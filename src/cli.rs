//! CLI definition and dispatch.

use clap::{Parser, Subcommand};
use std::path::PathBuf;
use std::process::ExitCode;

use crate::adapters::csv_catalog_adapter::CsvCatalogAdapter;
use crate::adapters::file_config_adapter::FileConfigAdapter;
use crate::adapters::memory_session::MemorySessionFlags;
use crate::adapters::seed_data::{SeedCatalog, seed_correlations, seed_dashboard, seed_portfolio};
use crate::adapters::text_view;
use crate::domain::catalog::Catalog;
use crate::domain::config_validation::{
    catalog_path, filter_baseline, listen_addr, log_level, static_dir, validate_config,
};
use crate::domain::disclaimer;
use crate::domain::error::DeckError;
use crate::domain::filter::{self, ASSET_CLASSES, QuickRisk, ValueRange};
use crate::domain::strategy::RiskLevel;
use crate::logging;
use crate::ports::catalog_port::CatalogPort;
use crate::ports::session_port::SessionFlagPort;

#[derive(Parser, Debug)]
#[command(name = "stratdeck", about = "Trading strategy dashboard")]
pub struct Cli {
    /// INI config file; every section is optional
    #[arg(short, long, global = true)]
    pub config: Option<PathBuf>,

    /// Overrides `[log] level`
    #[arg(long, global = true)]
    pub log_level: Option<String>,

    /// Skip the demo disclaimer banner
    #[arg(long, global = true)]
    pub no_banner: bool,

    #[command(subcommand)]
    pub command: Command,
}

#[derive(Subcommand, Debug)]
pub enum Command {
    /// List strategies, optionally filtered
    List {
        /// Quick-select risk: All, Low, Medium or High
        #[arg(long, default_value = "All")]
        risk: String,
        /// Advanced risk filter, repeatable
        #[arg(long = "level")]
        levels: Vec<String>,
        /// Asset class filter, repeatable
        #[arg(long = "asset")]
        assets: Vec<String>,
        #[arg(long, allow_hyphen_values = true)]
        min_return: Option<f64>,
        #[arg(long, allow_hyphen_values = true)]
        max_return: Option<f64>,
    },
    /// Show one strategy in detail
    Show { id: String },
    /// Show the watchlist
    Watchlist {
        #[arg(short, long, default_value = "")]
        query: String,
        /// Follow or unfollow a strategy before showing, repeatable
        #[arg(long)]
        toggle: Vec<String>,
    },
    /// Show portfolio holdings and statistics
    Portfolio,
    /// Show notifications
    Notifications {
        #[arg(long)]
        mark_read: Vec<String>,
        #[arg(long)]
        mark_all_read: bool,
        #[arg(long)]
        clear: bool,
    },
    /// Validate a CSV strategy catalog
    ValidateCatalog { path: PathBuf },
    /// Validate a config file and print the resolved settings
    CheckConfig,
    /// Start the web dashboard
    Serve,
}

pub fn run(cli: Cli) -> ExitCode {
    let config = match prepare(cli.config.as_ref(), cli.log_level.as_deref()) {
        Ok(c) => c,
        Err(code) => return code,
    };

    let mut flags = MemorySessionFlags::new();
    if !cli.no_banner && shows_banner(&cli.command) {
        if let Some(banner) = banner_once(&mut flags) {
            eprint!("{banner}");
        }
    }

    match dispatch(cli.command, &config, cli.config.as_ref()) {
        Ok(()) => ExitCode::SUCCESS,
        Err(e) => {
            eprintln!("error: {e}");
            (&e).into()
        }
    }
}

/// Runs one command against an already loaded config.
pub fn dispatch(
    command: Command,
    config: &FileConfigAdapter,
    config_path: Option<&PathBuf>,
) -> Result<(), DeckError> {
    match command {
        Command::List {
            risk,
            levels,
            assets,
            min_return,
            max_return,
        } => run_list(config, &risk, &levels, &assets, min_return, max_return),
        Command::Show { id } => run_show(config, &id),
        Command::Watchlist { query, toggle } => run_watchlist(config, &query, &toggle),
        Command::Portfolio => run_portfolio(),
        Command::Notifications {
            mark_read,
            mark_all_read,
            clear,
        } => run_notifications(config, &mark_read, mark_all_read, clear),
        Command::ValidateCatalog { path } => run_validate_catalog(path),
        Command::CheckConfig => run_check_config(config, config_path),
        Command::Serve => run_serve(config),
    }
}

/// Returns the banner while the disclaimer is pending and records it as shown.
fn banner_once(flags: &mut dyn SessionFlagPort) -> Option<String> {
    if !disclaimer::is_pending(flags) {
        return None;
    }
    disclaimer::acknowledge(flags);
    Some(text_view::disclaimer_banner())
}

fn shows_banner(command: &Command) -> bool {
    !matches!(
        command,
        Command::ValidateCatalog { .. } | Command::CheckConfig | Command::Serve
    )
}

pub fn load_config(path: &PathBuf) -> Result<FileConfigAdapter, ExitCode> {
    FileConfigAdapter::from_file(path).map_err(|e| {
        let err = DeckError::ConfigParse {
            file: path.display().to_string(),
            reason: e.to_string(),
        };
        eprintln!("error: {err}");
        ExitCode::from(&err)
    })
}

/// Loads and validates the config, then installs logging.
fn prepare(config_path: Option<&PathBuf>, log_override: Option<&str>) -> Result<FileConfigAdapter, ExitCode> {
    let config = match config_path {
        Some(path) => load_config(path)?,
        None => FileConfigAdapter::empty(),
    };

    let level = validate_config(&config)
        .and_then(|()| match log_override {
            Some(raw) => logging::parse_level(raw),
            None => log_level(&config).and_then(|l| logging::parse_level(&l)),
        })
        .map_err(|e| {
            eprintln!("error: {e}");
            ExitCode::from(&e)
        })?;
    logging::init(level);
    Ok(config)
}

/// The `[catalog] path` CSV file when set, otherwise the built-in catalog.
pub fn load_catalog(config: &FileConfigAdapter) -> Result<Catalog, DeckError> {
    let port: Box<dyn CatalogPort> = match catalog_path(config) {
        Some(path) => Box::new(CsvCatalogAdapter::new(path)),
        None => Box::new(SeedCatalog),
    };
    let catalog = Catalog::new(port.load()?)?;
    tracing::info!(source = %port.source_name(), strategies = catalog.len(), "catalog loaded");
    Ok(catalog)
}

fn run_list(
    config: &FileConfigAdapter,
    risk: &str,
    levels: &[String],
    assets: &[String],
    min_return: Option<f64>,
    max_return: Option<f64>,
) -> Result<(), DeckError> {
    let catalog = load_catalog(config)?;
    let quick: QuickRisk = risk.parse()?;

    let mut criteria = filter_baseline(config)?;
    for level in levels {
        criteria.set_risk_level(level.parse::<RiskLevel>()?, true);
    }
    for asset in assets {
        criteria.set_asset_class(canonical_asset_class(asset)?, true);
    }
    if min_return.is_some() || max_return.is_some() {
        let current = criteria.return_range;
        criteria.return_range = ValueRange::new(
            min_return.unwrap_or(current.low),
            max_return.unwrap_or(current.high),
        );
    }
    criteria.validate()?;

    let outcome = filter::apply(catalog.strategies(), quick, &criteria);
    print!("{}", text_view::strategy_table(&outcome));
    Ok(())
}

fn canonical_asset_class(raw: &str) -> Result<&'static str, DeckError> {
    ASSET_CLASSES
        .into_iter()
        .find(|class| class.eq_ignore_ascii_case(raw.trim()))
        .ok_or_else(|| {
            DeckError::invalid_input(
                "asset class",
                format!("'{raw}' is not one of {}", ASSET_CLASSES.join(", ")),
            )
        })
}

fn run_show(config: &FileConfigAdapter, id: &str) -> Result<(), DeckError> {
    let catalog = load_catalog(config)?;
    let strategy = catalog.require(id)?;
    let correlations = seed_correlations();
    print!("{}", text_view::strategy_detail(strategy, correlations.for_strategy(id)));
    Ok(())
}

fn run_watchlist(config: &FileConfigAdapter, query: &str, toggle: &[String]) -> Result<(), DeckError> {
    let catalog = load_catalog(config)?;
    let mut dashboard = seed_dashboard(filter_baseline(config)?);
    for id in toggle {
        let followed = dashboard.toggle_watchlist(&catalog, id)?;
        eprintln!("{} {id}", if followed { "followed" } else { "unfollowed" });
    }
    print!("{}", text_view::watchlist_view(&dashboard.watchlist, &catalog, query));
    Ok(())
}

fn run_portfolio() -> Result<(), DeckError> {
    print!("{}", text_view::portfolio_view(&seed_portfolio()));
    Ok(())
}

fn run_notifications(
    config: &FileConfigAdapter,
    mark_read: &[String],
    mark_all_read: bool,
    clear: bool,
) -> Result<(), DeckError> {
    let mut dashboard = seed_dashboard(filter_baseline(config)?);
    for id in mark_read {
        if !dashboard.mark_read(id) {
            eprintln!("warning: no unread notification '{id}'");
        }
    }
    if mark_all_read {
        dashboard.mark_all_read();
    }
    if clear {
        dashboard.clear_notifications();
    }
    print!("{}", text_view::notifications_view(&dashboard.notifications));
    Ok(())
}

fn run_validate_catalog(path: PathBuf) -> Result<(), DeckError> {
    let display = path.display().to_string();
    let adapter = CsvCatalogAdapter::new(path);
    let catalog = Catalog::new(adapter.load()?)?;
    println!("{display}: {} strategies OK", catalog.len());
    Ok(())
}

fn run_check_config(config: &FileConfigAdapter, path: Option<&PathBuf>) -> Result<(), DeckError> {
    let Some(path) = path else {
        return Err(DeckError::invalid_input("config", "pass --config <file>"));
    };
    let baseline = filter_baseline(config)?;
    println!("{}: OK", path.display());
    println!("  listen:     {}", listen_addr(config)?);
    println!("  static_dir: {}", static_dir(config).display());
    match catalog_path(config) {
        Some(catalog) => println!("  catalog:    {}", catalog.display()),
        None => println!("  catalog:    built-in"),
    }
    println!("  log level:  {}", log_level(config)?);
    for (name, range) in [
        ("return", baseline.return_range),
        ("drawdown", baseline.drawdown_range),
        ("sharpe", baseline.sharpe_range),
    ] {
        println!("  {name:<10}  {} .. {}", range.low, range.high);
    }
    Ok(())
}

fn run_serve(config: &FileConfigAdapter) -> Result<(), DeckError> {
    #[cfg(feature = "web")]
    {
        use crate::adapters::web::{AppState, build_router};
        use crate::domain::config_validation::secure_cookie;
        use std::sync::Arc;

        let catalog = load_catalog(config)?;
        let addr = listen_addr(config)?;
        let state = AppState {
            catalog: Arc::new(catalog),
            correlations: seed_correlations(),
            portfolio: seed_portfolio(),
            baseline: filter_baseline(config)?,
            static_dir: static_dir(config),
            secure_cookie: secure_cookie(config),
        };
        let router = build_router(state);

        let runtime = tokio::runtime::Runtime::new()?;
        runtime.block_on(async {
            let listener = tokio::net::TcpListener::bind(addr).await?;
            tracing::info!(%addr, "web dashboard listening");
            eprintln!("Serving on http://{addr}");
            axum::serve(listener, router).await
        })?;
        Ok(())
    }

    #[cfg(not(feature = "web"))]
    {
        let _ = config;
        Err(DeckError::invalid_input(
            "command",
            "the web feature is required for serve",
        ))
    }
}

#####

▸ **WHAT THE EXERCISE ASKS**
If a line in the records above contains "ValueRange", copy that line.

▸ **RESPONSE TO THE TASK**
use crate::domain::filter::{self, ASSET_CLASSES, QuickRisk, ValueRange};
        criteria.return_range = ValueRange::new(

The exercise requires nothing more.